Experts agree that permanent supportive housing facilities such as the Palms are a critical tool for combating homelessness. But recent problems at the site reveal the complex challenges of providing stable homes for the region’s most vulnerable population — at a time when similar projects are being launched at local motels to house hundreds of Sonoma County’s estimated 2,700 homeless residents.

Palms Inn residents Steve Singleton and Michelle Last painted their room and try to keep it clean, but they complain mold and a lack of ventilation throughout the room and cockroaches entering through holes in the floor. (John Burgess/The Press Democrat)
Palms Inn residents Steve Singleton and Michelle Last painted their room and try to keep it clean, but they complain mold and a lack of ventilation throughout the room and cockroaches entering through holes in the floor. (John Burgess/The Press Democrat)

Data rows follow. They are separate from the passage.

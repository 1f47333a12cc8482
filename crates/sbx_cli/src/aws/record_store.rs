use std::collections::HashMap;

use aws_sdk_dynamodb::types::{
    AttributeValue, KeyType, PutRequest, ReturnValue, WriteRequest,
};
use sbx_core::record::{AttrValue, Item};
use sbx_pipeline::adapters::{ExperimentSummary, RecordStore};
use tokio::runtime::Handle;

/// Batch writes are limited to 25 put requests per call.
const BATCH_WRITE_CHUNK: usize = 25;

pub struct DynamoRecordStore {
    client: aws_sdk_dynamodb::Client,
    handle: Handle,
}

impl DynamoRecordStore {
    pub fn new(client: aws_sdk_dynamodb::Client, handle: Handle) -> Self {
        Self { client, handle }
    }
}

/// Convert an envelope value into the SDK representation. The mapping is
/// lossless for the tags this system stores.
fn to_sdk(value: &AttrValue) -> AttributeValue {
    match value {
        AttrValue::S(text) => AttributeValue::S(text.clone()),
        AttrValue::N(number) => AttributeValue::N(number.clone()),
        AttrValue::Bool(flag) => AttributeValue::Bool(*flag),
        AttrValue::Null(flag) => AttributeValue::Null(*flag),
        AttrValue::Ss(values) => AttributeValue::Ss(values.clone()),
        AttrValue::L(values) => AttributeValue::L(values.iter().map(to_sdk).collect()),
        AttrValue::M(map) => AttributeValue::M(
            map.iter()
                .map(|(name, value)| (name.clone(), to_sdk(value)))
                .collect(),
        ),
    }
}

fn from_sdk(value: &AttributeValue) -> Result<AttrValue, String> {
    match value {
        AttributeValue::S(text) => Ok(AttrValue::S(text.clone())),
        AttributeValue::N(number) => Ok(AttrValue::N(number.clone())),
        AttributeValue::Bool(flag) => Ok(AttrValue::Bool(*flag)),
        AttributeValue::Null(flag) => Ok(AttrValue::Null(*flag)),
        AttributeValue::Ss(values) => Ok(AttrValue::Ss(values.clone())),
        AttributeValue::L(values) => Ok(AttrValue::L(
            values.iter().map(from_sdk).collect::<Result<_, _>>()?,
        )),
        AttributeValue::M(map) => Ok(AttrValue::M(
            map.iter()
                .map(|(name, value)| Ok((name.clone(), from_sdk(value)?)))
                .collect::<Result<_, String>>()?,
        )),
        other => Err(format!("unsupported attribute value: {other:?}")),
    }
}

fn item_to_sdk(item: &Item) -> HashMap<String, AttributeValue> {
    item.iter()
        .map(|(name, value)| (name.clone(), to_sdk(value)))
        .collect()
}

fn item_from_sdk(item: &HashMap<String, AttributeValue>) -> Result<Item, String> {
    item.iter()
        .map(|(name, value)| Ok((name.clone(), from_sdk(value)?)))
        .collect()
}

impl RecordStore for DynamoRecordStore {
    fn query_by_experiment(&self, table: &str, experiment_id: &str) -> Result<Vec<Item>, String> {
        let client = self.client.clone();
        let table = table.to_string();
        let experiment_id = experiment_id.to_string();

        self.handle.block_on(async move {
            let response = client
                .query()
                .table_name(&table)
                .key_condition_expression("experimentId = :experiment_id")
                .expression_attribute_values(
                    ":experiment_id",
                    AttributeValue::S(experiment_id.clone()),
                )
                .send()
                .await
                .map_err(|error| format!("failed to query {table}/{experiment_id}: {error}"))?;

            response.items().iter().map(item_from_sdk).collect()
        })
    }

    fn get_item(&self, table: &str, key_attr: &str, key: &str) -> Result<Option<Item>, String> {
        let client = self.client.clone();
        let table = table.to_string();
        let key_attr = key_attr.to_string();
        let key = key.to_string();

        self.handle.block_on(async move {
            let response = client
                .get_item()
                .table_name(&table)
                .key(&key_attr, AttributeValue::S(key.clone()))
                .send()
                .await
                .map_err(|error| format!("failed to get {table}/{key}: {error}"))?;

            response.item().map(item_from_sdk).transpose()
        })
    }

    fn put_item(&self, table: &str, item: &Item) -> Result<(), String> {
        let client = self.client.clone();
        let table = table.to_string();
        let item = item_to_sdk(item);

        self.handle.block_on(async move {
            client
                .put_item()
                .table_name(&table)
                .set_item(Some(item))
                .send()
                .await
                .map(|_| ())
                .map_err(|error| format!("failed to put record into {table}: {error}"))
        })
    }

    fn batch_put(&self, table: &str, items: &[Item]) -> Result<(), String> {
        let client = self.client.clone();
        let table = table.to_string();

        let mut requests = Vec::with_capacity(items.len());
        for item in items {
            let put = PutRequest::builder()
                .set_item(Some(item_to_sdk(item)))
                .build()
                .map_err(|error| format!("failed to build put request: {error}"))?;
            requests.push(WriteRequest::builder().put_request(put).build());
        }

        self.handle.block_on(async move {
            for chunk in requests.chunks(BATCH_WRITE_CHUNK) {
                client
                    .batch_write_item()
                    .request_items(&table, chunk.to_vec())
                    .send()
                    .await
                    .map_err(|error| format!("failed to batch-write into {table}: {error}"))?;
            }
            Ok(())
        })
    }

    fn update_params_hash(
        &self,
        table: &str,
        experiment_id: &str,
        hash: &str,
    ) -> Result<(), String> {
        let client = self.client.clone();
        let table = table.to_string();
        let experiment_id = experiment_id.to_string();
        let hash = hash.to_string();

        self.handle.block_on(async move {
            client
                .update_item()
                .table_name(&table)
                .key("experimentId", AttributeValue::S(experiment_id.clone()))
                .update_expression("SET meta.gem2s.paramsHash = :hash_string")
                .expression_attribute_values(":hash_string", AttributeValue::S(hash))
                .return_values(ReturnValue::None)
                .send()
                .await
                .map(|_| ())
                .map_err(|error| {
                    format!("failed to update parameter hash on {table}/{experiment_id}: {error}")
                })
        })
    }

    fn scan_experiment_summaries(&self, table: &str) -> Result<Vec<ExperimentSummary>, String> {
        let client = self.client.clone();
        let table = table.to_string();

        self.handle.block_on(async move {
            let mut summaries = Vec::new();
            let mut start_key: Option<HashMap<String, AttributeValue>> = None;

            loop {
                let response = client
                    .scan()
                    .table_name(&table)
                    .projection_expression("experimentId, experimentName")
                    .consistent_read(true)
                    .set_exclusive_start_key(start_key.take())
                    .send()
                    .await
                    .map_err(|error| format!("failed to scan {table}: {error}"))?;

                for item in response.items() {
                    let Some(AttributeValue::S(id)) = item.get("experimentId") else {
                        continue;
                    };
                    let name = match item.get("experimentName") {
                        Some(AttributeValue::S(name)) => name.clone(),
                        _ => String::new(),
                    };
                    summaries.push(ExperimentSummary {
                        id: id.clone(),
                        name,
                    });
                }

                match response.last_evaluated_key() {
                    Some(key) => start_key = Some(key.clone()),
                    None => break,
                }
            }

            summaries.sort_by(|a, b| a.id.cmp(&b.id));
            Ok(summaries)
        })
    }

    fn scan_experiment_ids_with_prefix(
        &self,
        table: &str,
        prefix: &str,
    ) -> Result<Vec<String>, String> {
        let client = self.client.clone();
        let table = table.to_string();
        let prefix = prefix.to_string();

        self.handle.block_on(async move {
            let mut ids = Vec::new();
            let mut start_key: Option<HashMap<String, AttributeValue>> = None;

            loop {
                let response = client
                    .scan()
                    .table_name(&table)
                    .projection_expression("experimentId")
                    .filter_expression("begins_with(experimentId, :sandbox_id)")
                    .expression_attribute_values(":sandbox_id", AttributeValue::S(prefix.clone()))
                    .set_exclusive_start_key(start_key.take())
                    .send()
                    .await
                    .map_err(|error| format!("failed to scan {table}: {error}"))?;

                ids.extend(response.items().iter().filter_map(|item| {
                    match item.get("experimentId") {
                        Some(AttributeValue::S(id)) => Some(id.clone()),
                        _ => None,
                    }
                }));

                match response.last_evaluated_key() {
                    Some(key) => start_key = Some(key.clone()),
                    None => break,
                }
            }

            Ok(ids)
        })
    }

    fn list_tables(&self) -> Result<Vec<String>, String> {
        let client = self.client.clone();

        self.handle.block_on(async move {
            let mut tables = Vec::new();
            let mut start_name: Option<String> = None;

            loop {
                let response = client
                    .list_tables()
                    .set_exclusive_start_table_name(start_name.take())
                    .send()
                    .await
                    .map_err(|error| format!("failed to list tables: {error}"))?;

                tables.extend(response.table_names().iter().cloned());

                match response.last_evaluated_table_name() {
                    Some(name) => start_name = Some(name.to_string()),
                    None => break,
                }
            }

            Ok(tables)
        })
    }

    fn sort_key(&self, table: &str) -> Result<Option<String>, String> {
        let client = self.client.clone();
        let table = table.to_string();

        self.handle.block_on(async move {
            let response = client
                .describe_table()
                .table_name(&table)
                .send()
                .await
                .map_err(|error| format!("failed to describe table {table}: {error}"))?;

            let Some(description) = response.table() else {
                return Ok(None);
            };
            Ok(description
                .key_schema()
                .iter()
                .find(|element| element.key_type() == &KeyType::Range)
                .map(|element| element.attribute_name().to_string()))
        })
    }

    fn query_item_sort_keys(
        &self,
        table: &str,
        experiment_id: &str,
        sort_key: &str,
    ) -> Result<Vec<AttrValue>, String> {
        let client = self.client.clone();
        let table = table.to_string();
        let experiment_id = experiment_id.to_string();
        let sort_key = sort_key.to_string();

        self.handle.block_on(async move {
            let response = client
                .query()
                .table_name(&table)
                .projection_expression(format!("experimentId, {sort_key}"))
                .key_condition_expression("experimentId = :experiment_id")
                .expression_attribute_values(
                    ":experiment_id",
                    AttributeValue::S(experiment_id.clone()),
                )
                .send()
                .await
                .map_err(|error| format!("failed to query {table}/{experiment_id}: {error}"))?;

            response
                .items()
                .iter()
                .filter_map(|item| item.get(&sort_key))
                .map(from_sdk)
                .collect()
        })
    }

    fn delete_item(&self, table: &str, key: &Item) -> Result<(), String> {
        let client = self.client.clone();
        let table = table.to_string();
        let key = item_to_sdk(key);

        self.handle.block_on(async move {
            client
                .delete_item()
                .table_name(&table)
                .set_key(Some(key))
                .send()
                .await
                .map(|_| ())
                .map_err(|error| format!("failed to delete record from {table}: {error}"))
        })
    }
}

“When (permanent supportive housing) is done right, it’s extremely effective at keeping people off the streets,” said Adrian Covert, a senior vice president of public policy for the Bay Area Council, who was not familiar with the Palms.

“You can’t take someone who's spent years struggling with demons on the street and put them in an old building with inadequate staffing and expect success,” he said.

Snapshot of homelessness in Sonoma County

Homeless residents in Sonoma County: 2,745 (down from latest peak of 2,996 in 2018 following the 2017 fires)

Share who lived in the county before they became homeless: 88% (and nearly two-thirds of those who were homeless last year have lived here 10 years)

Main drivers of local homelessness: Lost job (22%); alcohol or drug abuse (16%); domestic dispute (15%); fire (10%)

Share of the homeless population that regularly are without shelter: 62%

Top obstacles to permanent housing for the homeless population: Can’t afford rent (70%); no job/not enough income (50%); no money for moving costs (31%); no housing available (20%)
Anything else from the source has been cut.